Re: [PATCHv5] EDAC core changes in order to properly report errorsfrom all types of memory controllers

From: Mauro Carvalho Chehab
Date: Tue Mar 06 2012 - 06:32:03 EST


Em 05-03-2012 20:23, Borislav Petkov escreveu:
> On Mon, Mar 05, 2012 at 07:00:04PM -0300, Mauro Carvalho Chehab wrote:
>> With those changes, there's just one tracepont defined there, on this patchset:
>> http://git.kernel.org/?p=linux/kernel/git/mchehab/linux-edac.git;a=commit;h=fdfa64045e43c942e1250708365d9240cd0da9c3
>
> Ok, here's my take from simply skimming over the patchset for 5 mins:
>
> * first of all, a lot of the patches are done sloppily and have no commit
> messages whatsoever. This is a no-no and the first thing you need to fix.

Yes, sure. Most of the patches after changeset dd3309c are fixes, noticed
during the test phasis.

The above changeset is huge and complex, as it changes the internal API,
affecting all drivers.

I'm testing the patchset on i3000, i3200, i5000, i5100, i5400, i7300,
i7core_edac, SB, amd64, x38, ...

As I'm getting regressions, I'm adding fixes on the series.

It likely makes sense to fold them into it, or to better describe them.

>
> * http://git.kernel.org/?p=linux/kernel/git/mchehab/linux-edac.git;a=commitdiff;h=ad015450e549b29a74283733048254d3c647a33at is humongous, has no commit message and contains a lot of changes which probably deserve a patch of their own. Mauro, you're not doing this since yesterday, you should know better!

While the patch is complex, the description here is simple: basically the
FB-DIMM drivers were using the wrong offset for the dimm array. I'll better
describe it on v6.

> * http://git.kernel.org/?p=linux/kernel/git/mchehab/linux-edac.git;a=commitdiff;h=ccca89bce4c0515aabd67440ba01ede97d2b4dcc removes crap introduced by earlier patches in the series, so also a no-no and needs to be fixed.

Yes, it should be fold with a previous patch (likely with d943730b4a86a594d5fb83849d66442e7f9c600a).

> * WTF does the commit message of http://git.kernel.org/?p=linux/kernel/git/mchehab/linux-edac.git;a=commitdiff;h=c911a426ef72c817222e7c2ab302a81b69ccbd07 mean? Looks like it redacts a huge function you've introduced in an earlier patch... Hell, no!

It changes the behavior of a logic I've introduced.

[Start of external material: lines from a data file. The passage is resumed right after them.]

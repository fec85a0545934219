//! Filesystem locations used by the bridge.
//!
//! Uses the [`dirs`] crate for platform-appropriate directory resolution.
//!
//! | Purpose | macOS | Linux |
//! |---------|-------|-------|
//! | Data | `~/Library/Application Support/pandora-bridge/` | `~/.local/share/pandora-bridge/` |
//! | Config | `~/Library/Application Support/pandora-bridge/` | `~/.config/pandora-bridge/` |
//!
//! # Environment Overrides
//!
//! - `PANDORA_BRIDGE_DATA_DIR` overrides [`data_dir`]
//! - `PANDORA_BRIDGE_CONFIG_DIR` overrides [`config_dir`]

use std::path::PathBuf;

const APP_DIR: &str = "pandora-bridge";

/// Application data root directory.
///
/// Holds the persisted backend connection settings and device credentials.
#[must_use]
pub fn data_dir() -> PathBuf {
    if let Some(override_dir) = std::env::var_os("PANDORA_BRIDGE_DATA_DIR") {
        return PathBuf::from(override_dir);
    }
    dirs::data_dir()
        .map(|d| d.join(APP_DIR))
        .unwrap_or_else(|| PathBuf::from("/tmp/pandora-bridge-data"))
}

/// Application config directory.
#[must_use]
pub fn config_dir() -> PathBuf {
    if let Some(override_dir) = std::env::var_os("PANDORA_BRIDGE_CONFIG_DIR") {
        return PathBuf::from(override_dir);
    }
    dirs::config_dir()
        .map(|d| d.join(APP_DIR))
        .unwrap_or_else(|| PathBuf::from("/tmp/pandora-bridge-config"))
}

/// Main config file path (`config_dir()/config.toml`).
#[must_use]
pub fn config_file() -> PathBuf {
    config_dir().join("config.toml")
}

/// Backend host/port file (`data_dir()/backend.toml`).
#[must_use]
pub fn backend_file() -> PathBuf {
    data_dir().join("backend.toml")
}

/// Device credentials file (`data_dir()/credentials.toml`).
#[must_use]
pub fn credentials_file() -> PathBuf {
    data_dir().join("credentials.toml")
}

#[cfg(test)]
mod tests {
    use super::*;

    #[test]
    fn data_dir_is_nonempty() {
        assert!(!data_dir().as_os_str().is_empty());
    }

    #[test]
    fn config_file_ends_with_config_toml() {
        let path = config_file();
        let s = path.to_string_lossy();
        assert!(s.ends_with("config.toml"), "config_file: {s}");
    }

    #[test]
    fn store_files_live_under_data_dir() {
        let data = data_dir();
        for file in [backend_file(), credentials_file()] {
            assert!(
                file.starts_with(&data),
                "{} should start with data_dir ({})",
                file.display(),
                data.display()
            );
        }
    }
}
//! Phone pairing with the alarm backend.

use super::session::{SessionError, SessionResolver};
use crate::backend::BackendError;
use crate::storage::DeviceCredentials;
use std::sync::Arc;

/// Pairing failures.
#[derive(Debug, thiserror::Error)]
pub enum PairingError {
    #[error("invalid input: {0}")]
    InvalidInput(&'static str),

    #[error(transparent)]
    Session(#[from] SessionError),

    #[error(transparent)]
    Backend(#[from] BackendError),
}

/// Pairs and unpairs this phone, keeping the stored credentials and the
/// cached session consistent.
#[derive(Clone)]
pub struct Pairing {
    sessions: Arc<SessionResolver>,
}

impl Pairing {
    pub fn new(sessions: Arc<SessionResolver>) -> Self {
        Self { sessions }
    }

    /// Pair using a one-time code.
    pub async fn pair_with_code(&self, code: &str) -> Result<DeviceCredentials, PairingError> {
        let code = code.trim();
        if code.is_empty() {
            return Err(PairingError::InvalidInput("pairing code is empty"));
        }
        let client = self.sessions.pairing_client()?;
        let credentials = client.pair_by_code(code).await?;
        self.sessions.store_credentials(&credentials)?;
        tracing::info!(device_id = %credentials.device_id, "paired with code");
        Ok(credentials)
    }

    /// Pair using account credentials.
    pub async fn pair_with_credentials(
        &self,
        email: &str,
        password: &str,
        device_name: &str,
    ) -> Result<DeviceCredentials, PairingError> {
        let email = email.trim();
        if email.is_empty() {
            return Err(PairingError::InvalidInput("email is empty"));
        }
        if password.is_empty() {
            return Err(PairingError::InvalidInput("password is empty"));
        }
        let client = self.sessions.pairing_client()?;
        let credentials = client
            .pair_by_credentials(email, password, device_name.trim())
            .await?;
        self.sessions.store_credentials(&credentials)?;
        tracing::info!(device_id = %credentials.device_id, "paired with account");
        Ok(credentials)
    }

    /// Remove the pairing. The backend call is best effort; local credentials
    /// are cleared regardless.
    pub async fn unpair(&self) -> Result<(), PairingError> {
        let Some(credentials) = self.sessions.credentials()? else {
            return Ok(());
        };
        match self.sessions.resolve() {
            Ok(session) => {
                if let Err(e) = session.client.unpair(&credentials.device_id).await {
                    tracing::warn!(error = %e, "backend unpair failed; clearing local credentials anyway");
                }
            }
            Err(e) => tracing::warn!(error = %e, "no session for backend unpair"),
        }
        self.sessions.clear_credentials()?;
        tracing::info!(device_id = %credentials.device_id, "unpaired");
        Ok(())
    }
}
//! Wearable/phone correlation bridge.
//!
//! The wearable issues calls through a [`Correlator`]; the phone answers them
//! with a [`CommandResponder`] backed by a [`SessionResolver`]. Both sides sit
//! on a fire-and-forget [`Transport`].
//!
//! ```text
//! caller -> Correlator -> Transport ~~> CommandResponder -> backend
//!        <-            <- Transport <~~                  <-
//! ```

pub mod availability;
pub mod contract;
pub mod correlator;
pub mod pairing;
pub mod peer;
pub mod poller;
pub mod responder;
pub mod session;
pub mod transport;
pub mod view;

pub use availability::AvailabilityState;
pub use contract::{
    DeviceStatus, ErrorCode, MessagePath, RequestEnvelope, RequestKind, ResponseEnvelope,
};
pub use correlator::{CallError, Correlator};
pub use pairing::{Pairing, PairingError};
pub use peer::PeerDirectory;
pub use poller::StatusPoller;
pub use responder::CommandResponder;
pub use session::{BackendSession, SessionError, SessionResolver};
pub use transport::{MemoryHub, MemoryTransport, StdioTransport, Transport, TransportError};
pub use view::{WatchUiState, WatchView, next_state, render};
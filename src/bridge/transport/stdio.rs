//! Newline-delimited JSON frames over a byte stream.
//!
//! Each frame is one line:
//!
//! ```text
//! {"source":"phone","target":"watch","path":"/pandora/status/response","data":"<base64>"}
//! ```
//!
//! When wired to the process stdin/stdout, stdout is reserved for frames and
//! all diagnostics must go to stderr.

use super::{HandlerSlot, MessageHandler, RawMessage, Transport, TransportError};
use async_trait::async_trait;
use base64::Engine as _;
use base64::engine::general_purpose::STANDARD as BASE64;
use serde::{Deserialize, Serialize};
use std::pin::Pin;
use std::sync::Arc;
use tokio::io::{AsyncBufReadExt, AsyncRead, AsyncWrite, AsyncWriteExt, BufReader, BufWriter};
use tokio::sync::Mutex;
use tokio::task::JoinHandle;
use tokio_util::sync::CancellationToken;

type BoxedWriter = Pin<Box<dyn AsyncWrite + Send>>;

#[derive(Debug, Serialize, Deserialize)]
struct Frame {
    source: String,
    target: String,
    path: String,
    data: String,
}

/// Point-to-point transport to the single node on the other end of a stream.
#[derive(Clone)]
pub struct StdioTransport {
    local_id: String,
    remote_id: String,
    writer: Arc<Mutex<BufWriter<BoxedWriter>>>,
    slot: HandlerSlot,
}

impl StdioTransport {
    /// Create a transport writing frames to `writer`.
    ///
    /// Call [`Self::spawn_reader`] to start receiving.
    pub fn new<W>(local_id: impl Into<String>, remote_id: impl Into<String>, writer: W) -> Self
    where
        W: AsyncWrite + Send + 'static,
    {
        Self {
            local_id: local_id.into(),
            remote_id: remote_id.into(),
            writer: Arc::new(Mutex::new(BufWriter::new(Box::pin(writer)))),
            slot: HandlerSlot::default(),
        }
    }

    /// Transport over the process stdin/stdout.
    pub fn stdio(
        local_id: impl Into<String>,
        remote_id: impl Into<String>,
        shutdown: CancellationToken,
    ) -> (Self, JoinHandle<crate::Result<()>>) {
        let transport = Self::new(local_id, remote_id, tokio::io::stdout());
        let reader = transport.spawn_reader(tokio::io::stdin(), shutdown);
        (transport, reader)
    }

    /// Read frames from `reader` until EOF or `shutdown`, dispatching each to
    /// the registered handler. Malformed frames are logged and skipped.
    pub fn spawn_reader<R>(
        &self,
        reader: R,
        shutdown: CancellationToken,
    ) -> JoinHandle<crate::Result<()>>
    where
        R: AsyncRead + Send + Unpin + 'static,
    {
        let slot = self.slot.clone();
        let local_id = self.local_id.clone();
        tokio::spawn(async move {
            let mut reader = BufReader::new(reader);
            let mut buf = Vec::new();

            loop {
                buf.clear();
                let bytes_read = tokio::select! {
                    () = shutdown.cancelled() => {
                        tracing::debug!("frame reader cancelled");
                        break;
                    }
                    read = reader.read_until(b'\n', &mut buf) => read.map_err(|e| {
                        crate::BridgeError::Transport(format!("failed to read frame: {e}"))
                    })?,
                };

                if bytes_read == 0 {
                    tracing::info!("frame stream closed (EOF)");
                    break;
                }

                let line = match std::str::from_utf8(&buf) {
                    Ok(line) => line,
                    Err(e) => {
                        tracing::warn!(error = %e, "skipping non-UTF-8 frame");
                        continue;
                    }
                };
                let trimmed = line.trim();
                if trimmed.is_empty() {
                    continue;
                }

                match parse_frame(trimmed, &local_id) {
                    Ok(Some(message)) => slot.deliver(message),
                    Ok(None) => {}
                    Err(e) => {
                        tracing::warn!(error = %e, "skipping malformed frame");
                    }
                }
            }
            Ok(())
        })
    }
}

fn parse_frame(line: &str, local_id: &str) -> Result<Option<RawMessage>, String> {
    let frame: Frame = serde_json::from_str(line).map_err(|e| e.to_string())?;
    if frame.target != local_id {
        tracing::debug!(target_node = %frame.target, "frame addressed to another node; dropping");
        return Ok(None);
    }
    let payload = BASE64
        .decode(frame.data.as_bytes())
        .map_err(|e| format!("invalid base64 payload: {e}"))?;
    Ok(Some(RawMessage {
        source: frame.source,
        path: frame.path,
        payload,
    }))
}

#[async_trait]
impl Transport for StdioTransport {
    async fn send(&self, peer: &str, path: &str, payload: Vec<u8>) -> Result<(), TransportError> {
        if peer != self.remote_id {
            return Err(TransportError::UnknownPeer(peer.to_owned()));
        }
        let frame = Frame {
            source: self.local_id.clone(),
            target: peer.to_owned(),
            path: path.to_owned(),
            data: BASE64.encode(payload),
        };
        let json = serde_json::to_string(&frame).map_err(|e| TransportError::Io(e.to_string()))?;

        let mut writer = self.writer.lock().await;
        write_line(&mut writer, &json).await
    }

    async fn connected_peers(&self) -> Result<Vec<String>, TransportError> {
        Ok(vec![self.remote_id.clone()])
    }

    fn set_handler(&self, handler: Arc<dyn MessageHandler>) {
        self.slot.set(Some(handler));
    }

    fn clear_handler(&self) {
        self.slot.set(None);
    }
}

/// Write a single JSON line and flush.
async fn write_line(writer: &mut BufWriter<BoxedWriter>, json: &str) -> Result<(), TransportError> {
    writer
        .write_all(json.as_bytes())
        .await
        .map_err(|e| TransportError::Io(format!("failed to write frame: {e}")))?;
    writer
        .write_all(b"\n")
        .await
        .map_err(|e| TransportError::Io(format!("failed to write newline: {e}")))?;
    writer
        .flush()
        .await
        .map_err(|e| TransportError::Io(format!("failed to flush frame: {e}")))?;
    Ok(())
}
//! Wearable/phone message envelopes.
//!
//! Four logical message kinds travel over the transport, each on its own path.
//! Payloads are snake_case JSON; unknown fields are ignored so older peers that
//! still send `protocol_version` keep working.

use serde::{Deserialize, Serialize};

/// Logical message paths, one per message kind.
#[derive(Debug, Clone, Copy, PartialEq, Eq, Hash)]
pub enum MessagePath {
    StatusRequest,
    StatusResponse,
    CommandRequest,
    CommandResponse,
}

impl MessagePath {
    /// Render the path to its wire form.
    #[must_use]
    pub fn as_str(self) -> &'static str {
        match self {
            Self::StatusRequest => "/pandora/status/get",
            Self::StatusResponse => "/pandora/status/response",
            Self::CommandRequest => "/pandora/command",
            Self::CommandResponse => "/pandora/command/response",
        }
    }

    /// Parse a wire path.
    #[must_use]
    pub fn parse(raw: &str) -> Option<Self> {
        match raw {
            "/pandora/status/get" => Some(Self::StatusRequest),
            "/pandora/status/response" => Some(Self::StatusResponse),
            "/pandora/command" => Some(Self::CommandRequest),
            "/pandora/command/response" => Some(Self::CommandResponse),
            _ => None,
        }
    }

    /// The path a response to this request travels on.
    #[must_use]
    pub fn response_path(self) -> Self {
        match self {
            Self::StatusRequest | Self::StatusResponse => Self::StatusResponse,
            Self::CommandRequest | Self::CommandResponse => Self::CommandResponse,
        }
    }

    #[must_use]
    pub fn is_request(self) -> bool {
        matches!(self, Self::StatusRequest | Self::CommandRequest)
    }
}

Before this patch, one
sysfs node is created for every element at the hierarchy (branch/channel/dimm),
even if there's nothing populated there.

The new logic checks if is there any memory inserted on it, before creating
the nodes.

I opted to have it on a separate patchset.
>
> ...
>
> * And, last but not least, your patches touch amd64_edac* extensively,
> and, I need to properly review those changes before they get committed.

Yes, sure you need to review.

You'll see there that most of the changes there are trivial:

- there's now just one function to report errors, so, all lines that call the
error report routines got changed. This is a trivial change;

- there's no need, on amd64, to fill the data structures used by the EDAC code
to convert from physical memory into csrow/channel, as the amd64 driver
doesn't call the EDAC core routine that does such calculus
(first_page/last_page stuff). So, there's some cleanup there;

- I've re-ordered some parsing blocks at amd64_edac, in order to benefit on
the edac core improvements: as there's now just one error handling routine,
if the parser fails, for example, to get the channel, all it needs to do is
to fill the channel with "-1". The EDAC core will remove "channel" from the
error location information. This removed the need for the separate "fbd"
variants of the error functions.

The amd64 changes are:

$ git log --oneline v3.2.. drivers/edac/amd64_edac.c
a582cfa Fix memory error count
ccca89b amd64_edac: remove a duplicated call to edac_mc_handle_error()
dd3309c edac: rework memory layer hierarchy description
d943730 edac-mc: Allow reporting errors on a non-csrow oriented way
7967d1d edac: DIMM location cleanup
50048a7 edac: move nr_pages to dimm struct
8e83f0a edac: Don't initialize csrow's first_page & friends when not needed
53144b2 edac: move dimm properties to struct memset_info

The last two patches should be fold on dd3309c, as they fixes the logic
there.

> So, my absolutely sincere suggestion to you is to split this huge
> patchset into smaller patchsets containing 5-10 patches, making it much
> easier to review,

Breaking it into smaller patchsets is not trivial, as the analysis of the
individual changesets only makes sense in the light of the big change on
the edac core structures. One alternative would be to fold patches, but
this would mean to loose some details.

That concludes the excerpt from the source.